Union Nacional Sinarquista

Pays: Mexique
Date de création: 23 mai 1937 à Leon (Etat du Guanajuato)
Statut: mouvement politique, déclaré illégal en 1948
Secteur d’intervention: politique et social
Lieux d ’implantation: Principalement les Etats du centre du Méxique
Principaux dirigeants: José Antonio Urquiza, Jose Trueba Olivares, Salvador
Abascal Infante

Aperçu historique:

L'UNS trouve son origine dans une organisation secrète connu sous le nom des « Légions » ou de «la
Base ». Par manque de sources, les historiens connaissent peu sur cette organisation secrète. Nous
savons qu'elle a été créée en 1934 par Manuel Romo de Alba, instituteur à Guadalajara, dans le but de
reprendre la lutte religieuse des Cristeros. Or, très vite la direction de la Base s'oriente vers une option
pacifique, sur la base d'un projet mystique et social d'encadrement des masses. La politique anti-
clérical du gouvernement de l'époque constitue un terreau favorable pour le développement de
l'organisation, qui s'étend très vite vers la ville de México et les États du Queretaro, Michoacan, San
Luis Potosi, Guanajuato, Aguas Calientes, Coahuila, Guajaca et Colima.

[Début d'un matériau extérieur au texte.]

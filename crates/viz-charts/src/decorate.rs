//! Decorations drawn on top of a chart: title, legend, trap regions,
//! toolkit, data table, plus the tooltip block.
//!
//! Every decoration has a fixed id per chart and goes through
//! [`Surface::replace`], so decorating twice leaves one copy.

use crate::{
    chartkit::{format_percentage, format_value, TextAnchor},
    draw::{HoverTarget, TooltipContent},
    scene::{html_block, Node, Surface},
    segment::LegendEntry,
};
use viz_core::{ChartConfig, TooltipConfig};

/// Opacity of legend entries whose series is hidden
const SEGREGATED_OPACITY: f64 = 0.35;

/// Rough glyph width as a share of the font size, for legend spacing
const GLYPH_RATIO: f64 = 0.6;

const TOOLKIT_BUTTON: f64 = 24.0;

/// Row projection of a chart's data: header = series names
#[derive(Debug, Clone, Default, PartialEq)]
pub struct DataTable {
    pub header: Vec<String>,
    pub rows: Vec<Vec<String>>,
}

impl DataTable {
    pub fn is_empty(&self) -> bool {
        self.rows.is_empty()
    }
}

/// Everything the decorations read for one pass
#[derive(Debug, Clone, Copy)]
pub struct DecorateContext<'a> {
    pub prefix: &'a str,
    pub config: &'a ChartConfig,
    /// Canvas size of this pass (vertical bars grow with rows)
    pub width: f64,
    pub height: f64,
    pub legend: &'a [LegendEntry],
    pub targets: &'a [HoverTarget],
    /// Present when the table panel is open
    pub table: Option<&'a DataTable>,
}

impl DecorateContext<'_> {
    pub fn id(&self, part: &str) -> String {
        format!("{}-{}", self.prefix, part)
    }
}

/// Add every enabled decoration
pub fn decorate<S: Surface + ?Sized>(surface: &mut S, ctx: &DecorateContext<'_>) {
    let config = ctx.config;

    if config.title().show && !config.title().text.is_empty() {
        surface.replace(title_node(ctx));
    } else {
        surface.remove(&ctx.id("title"));
    }

    if config.legend().show && !ctx.legend.is_empty() {
        surface.replace(legend_node(ctx));
    } else {
        surface.remove(&ctx.id("legend"));
    }

    if config.tooltip().show || config.hover().enabled {
        surface.replace(trap_layer(ctx));
    } else {
        surface.remove(&ctx.id("traps"));
    }

    if config.toolkit().show {
        surface.replace(toolkit_node(ctx));
    } else {
        surface.remove(&ctx.id("toolkit"));
    }

    match ctx.table {
        Some(table) if config.toolkit().show_table => surface.replace(table_node(ctx, table)),
        _ => {
            surface.remove(&ctx.id("table"));
        }
    }

    tracing::trace!("decorated {}", ctx.prefix);
}

// ============================================================================
// TITLE
// ============================================================================

pub fn title_node(ctx: &DecorateContext<'_>) -> Node {
    let title = ctx.config.title();
    let id = ctx.id("title");

    if title.use_div {
        let mut block = Node::new("div")
            .attr("style", format!("text-align:center;color:{};font-size:{}px", title.color, title.font_size))
            .child(Node::new("div").attr("style", "font-weight:bold").text(&title.text));
        if !title.subtitle.is_empty() {
            block = block.child(Node::new("div").attr("style", "opacity:0.7").text(&title.subtitle));
        }
        return html_block(id, 0.0, 0.0, ctx.width, title.font_size * 3.0, block);
    }

    let mut group = Node::new("g").with_id(id).child(
        Node::new("text")
            .attr("x", ctx.width / 2.0)
            .attr("y", title.font_size + 4.0)
            .attr("text-anchor", TextAnchor::Middle.as_str())
            .attr("font-size", title.font_size)
            .attr("font-weight", "bold")
            .attr("fill", &title.color)
            .text(&title.text),
    );
    if !title.subtitle.is_empty() {
        group = group.child(
            Node::new("text")
                .attr("x", ctx.width / 2.0)
                .attr("y", title.font_size * 2.0 + 6.0)
                .attr("text-anchor", TextAnchor::Middle.as_str())
                .attr("font-size", title.font_size * 0.7)
                .attr("fill", &title.color)
                .attr("fill-opacity", 0.7)
                .text(&title.subtitle),
        );
    }
    group
}

// ============================================================================
// LEGEND
// ============================================================================

/// Text of one legend entry per the legend config
pub fn legend_label(entry: &LegendEntry, config: &ChartConfig) -> String {
    let legend = config.legend();
    let tooltip = config.tooltip();
    let mut text = entry.name.clone();
    if legend.show_value {
        text.push_str(&format!(" {}", format_value(entry.value, tooltip.rounding_value)));
    }
    if legend.show_percentage {
        text.push_str(&format!(" ({})", format_percentage(entry.proportion, tooltip.rounding_percentage)));
    }
    text
}

/// Legend item id; the host maps clicks back through `data-dataset-id`
pub fn legend_item_id(prefix: &str, index: usize) -> String {
    format!("{}-legend-{}", prefix, index)
}

pub fn legend_node(ctx: &DecorateContext<'_>) -> Node {
    let legend = ctx.config.legend();
    let id = ctx.id("legend");

    if legend.use_div {
        let items = ctx.legend.iter().map(|entry| {
            Node::new("span")
                .with_id(legend_item_id(ctx.prefix, entry.index))
                .attr("class", "viz-legend-item")
                .attr("data-dataset-id", &entry.dataset_id)
                .attr(
                    "style",
                    format!(
                        "cursor:pointer;margin:0 6px;opacity:{}",
                        if entry.segregated { SEGREGATED_OPACITY } else { 1.0 }
                    ),
                )
                .child(Node::new("span").attr("style", format!("color:{}", entry.color)).text("\u{25cf} "))
                .child(Node::new("span").text(legend_label(entry, ctx.config)))
        });
        let block = Node::new("div")
            .attr(
                "style",
                format!(
                    "display:flex;flex-wrap:wrap;justify-content:center;color:{};font-size:{}px",
                    legend.color, legend.font_size
                ),
            )
            .children(items);
        let height = legend.font_size * 2.5;
        return html_block(id, 0.0, ctx.height - height, ctx.width, height, block);
    }

    let y = ctx.height - legend.font_size;
    let mut x = legend.font_size;
    let items = ctx
        .legend
        .iter()
        .map(|entry| {
            let label = legend_label(entry, ctx.config);
            let item = Node::new("g")
                .with_id(legend_item_id(ctx.prefix, entry.index))
                .attr("class", "viz-legend-item")
                .attr("data-dataset-id", &entry.dataset_id)
                .attr("opacity", if entry.segregated { SEGREGATED_OPACITY } else { 1.0 })
                .attr("style", "cursor:pointer")
                .child(
                    Node::new("circle")
                        .attr("cx", x)
                        .attr("cy", y - legend.font_size / 3.0)
                        .attr("r", legend.font_size / 2.5)
                        .attr("fill", &entry.color),
                )
                .child(
                    Node::new("text")
                        .attr("x", x + legend.font_size)
                        .attr("y", y)
                        .attr("font-size", legend.font_size)
                        .attr("fill", &legend.color)
                        .text(&label),
                );
            x += legend.font_size * 2.0 + label.chars().count() as f64 * legend.font_size * GLYPH_RATIO;
            item
        })
        .collect::<Vec<_>>();

    Node::new("g").with_id(id).children(items)
}

// ============================================================================
// TRAPS
// ============================================================================

/// Trap shape id; `data-target` carries the target position
pub fn trap_id(prefix: &str, target: usize, shape: usize) -> String {
    format!("{}-trap-{}-{}", prefix, target, shape)
}

/// Transparent copies of the target shapes, on top of everything drawn
pub fn trap_layer(ctx: &DecorateContext<'_>) -> Node {
    let traps = ctx.targets.iter().enumerate().flat_map(|(t, target)| {
        target.traps.iter().enumerate().map(move |(k, shape)| {
            let mut shape = shape.clone().with_id(trap_id(ctx.prefix, t, k));
            shape.set_attr("data-target", t);
            shape.set_attr("fill", "transparent");
            shape.set_attr("pointer-events", "all");
            shape
        })
    });
    Node::new("g").with_id(ctx.id("traps")).children(traps)
}

// ============================================================================
// TOOLKIT
// ============================================================================

fn toolkit_button(id: String, action: &str, x: f64, glyph: &str, config: &ChartConfig) -> Node {
    let canvas = config.canvas();
    Node::new("g")
        .with_id(id)
        .attr("data-action", action)
        .attr("style", "cursor:pointer")
        .child(
            Node::new("rect")
                .attr("x", x)
                .attr("y", 4)
                .attr("width", TOOLKIT_BUTTON)
                .attr("height", TOOLKIT_BUTTON)
                .attr("rx", 4)
                .attr("fill", &canvas.background)
                .attr("stroke", &canvas.color)
                .attr("stroke-opacity", 0.3),
        )
        .child(
            Node::new("text")
                .attr("x", x + TOOLKIT_BUTTON / 2.0)
                .attr("y", 4.0 + TOOLKIT_BUTTON * 0.7)
                .attr("text-anchor", TextAnchor::Middle.as_str())
                .attr("font-size", 12)
                .attr("fill", &canvas.color)
                .text(glyph),
        )
}

pub fn toolkit_node(ctx: &DecorateContext<'_>) -> Node {
    let toolkit = ctx.config.toolkit();
    let mut x = ctx.width - TOOLKIT_BUTTON - 4.0;
    let mut group = Node::new("g").with_id(ctx.id("toolkit"));

    if toolkit.show_table {
        group = group.child(toolkit_button(ctx.id("toolkit-table"), "table", x, "\u{2637}", ctx.config));
        x -= TOOLKIT_BUTTON + 4.0;
    }
    if toolkit.show_labels_toggle {
        group = group.child(toolkit_button(ctx.id("toolkit-labels"), "labels", x, "Aa", ctx.config));
    }
    group
}
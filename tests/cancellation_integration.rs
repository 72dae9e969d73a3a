//! Integration tests for early exit and teardown
//!
//! - Consumers that stop early release sources and workers
//! - External tokens cancel running executions
//! - `close` waits for every spawned driver

mod common;

use common::builders::DelayFlowBuilder;
use common::mock_helpers::tracked_source;
use common::{assert_faster_than, test_timeout, timed};
use futures::StreamExt;
use lazyflow_rs::{Flow, PipelineError};
use std::sync::atomic::{AtomicUsize, Ordering};
use std::sync::Arc;
use std::time::Duration;
use tokio_util::sync::CancellationToken;

#[tokio::test(flavor = "multi_thread")]
async fn test_first_on_endless_concurrent_pipeline() {
    let (source, probe) = tracked_source(Duration::from_millis(1));
    let flow = source.as_concurrent(false).map(|n| n * 2);

    let (head, elapsed) = timed(flow.first()).await;
    assert_eq!(head.unwrap(), Some(0));
    assert_faster_than(elapsed, test_timeout());
    assert_eq!(probe.opened(), 1);
    assert_eq!(probe.live(), 0, "source must be released once first() returns");
}

#[tokio::test(flavor = "multi_thread", worker_threads = 4)]
async fn test_take_releases_parallel_pipeline() {
    let (source, probe) = tracked_source(Duration::from_millis(1));
    let flow = source
        .as_parallel(true)
        .then(|n| async move {
            tokio::time::sleep(Duration::from_millis(5)).await;
            Ok(n)
        })
        .take(5);
    assert_eq!(flow.to_vec().await.unwrap(), vec![0, 1, 2, 3, 4]);
    assert_eq!(probe.live(), 0);

    let pulled = probe.pulled();
    tokio::time::sleep(Duration::from_millis(30)).await;
    assert_eq!(probe.pulled(), pulled, "nothing may keep pulling after teardown");
}

#[tokio::test(flavor = "multi_thread")]
async fn test_dropping_cursor_stops_workers() {
    let started = Arc::new(AtomicUsize::new(0));
    let finished = Arc::new(AtomicUsize::new(0));
    let (s, f) = (started.clone(), finished.clone());
    let flow = Flow::from_iter(0u64..8).as_concurrent(false).then(move |n| {
        s.fetch_add(1, Ordering::SeqCst);
        let f = f.clone();
        async move {
            tokio::time::sleep(Duration::from_millis(if n == 0 { 1 } else { 400 })).await;
            f.fetch_add(1, Ordering::SeqCst);
            Ok(n)
        }
    });

    let mut cursor = flow.iter();
    assert_eq!(cursor.next().await.unwrap().unwrap(), 0);
    drop(cursor);

    tokio::time::sleep(Duration::from_millis(450)).await;
    assert_eq!(started.load(Ordering::SeqCst), 8);
    assert_eq!(finished.load(Ordering::SeqCst), 1);
}

#[tokio::test(flavor = "multi_thread")]
async fn test_external_token_cancels_run() {
    let token = CancellationToken::new();
    let flow = DelayFlowBuilder::new(&[5, 10_000, 10_000]).concurrent(true);

    let trigger = token.clone();
    tokio::spawn(async move {
        tokio::time::sleep(Duration::from_millis(30)).await;
        trigger.cancel();
    });

    let (outcome, elapsed) = timed(flow.to_vec_with(&token)).await;
    let err = outcome.unwrap_err();
    assert!(err.is_cancelled(), "unexpected error: {}", err);
    assert_faster_than(elapsed, Duration::from_millis(1_000));
}

#[tokio::test(flavor = "multi_thread")]
async fn test_close_waits_for_drivers() {
    let (source, probe) = tracked_source(Duration::from_millis(2));
    let flow = source
        .as_concurrent(true)
        .map(|n| n + 1)
        .as_parallel(false)
        .map(|n| n * 3);

    let mut cursor = flow.iter();
    for _ in 0..3 {
        assert!(cursor.next().await.unwrap().is_ok());
    }
    cursor.close().await;
    assert_eq!(probe.live(), 0);
}

#[tokio::test]
async fn test_cancelled_is_not_reported_as_fault() {
    let token = CancellationToken::new();
    token.cancel();
    let err = DelayFlowBuilder::new(&[1, 2])
        .concurrent(false)
        .to_vec_with(&token)
        .await
        .unwrap_err();
    assert!(matches!(err, PipelineError::Cancelled));
}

L'accroissement rapide de la Base a conduit le Conseil Secret a diviser l'organisation en douze sections
(Patronale, Ouvrière, Paysane), dans le but de correspondre à tous les secteurs de la société. La section
numéro 11 a reçu le nom de civico-sociale ou Sinarquiste.

La Conseil national de la base réuni en mai 1937 a demandé à José Antonio Urquiza, un cadre influent
du groupe de Leon de former une nouvelle organisation. Celle-ci reprend la section 11 et adopte de
nom d'UNS, Union Nacional Sinarquista. La direction est donné à Manuel Trueba Olivares. Le 12 juin
1937 Trueba et Urquiza rédigent la manifeste sinarquiste, qui marque la naissance officielle du
mouvement. La devise officielle est alors adoptée : Patria, Justicia y Libertad.

Le mouvement s'accroît très vite, avec l'apport de membres des Légions mais aussi avec un
recrutement autonome. Garcia de Leon estime le nombre de militants en 1938 à 30 000, et à 360 000
deux ans plus tard. Les communistes lancent immédiatement un cri d'alarme, soupçonnant l'UNS de
vouloir implanter un gouvernement de tendance fasciste. Le gouvernement, comme le prouvent les
archives de l'époque, se rend très vite compte de la dangerosité de l'UNS.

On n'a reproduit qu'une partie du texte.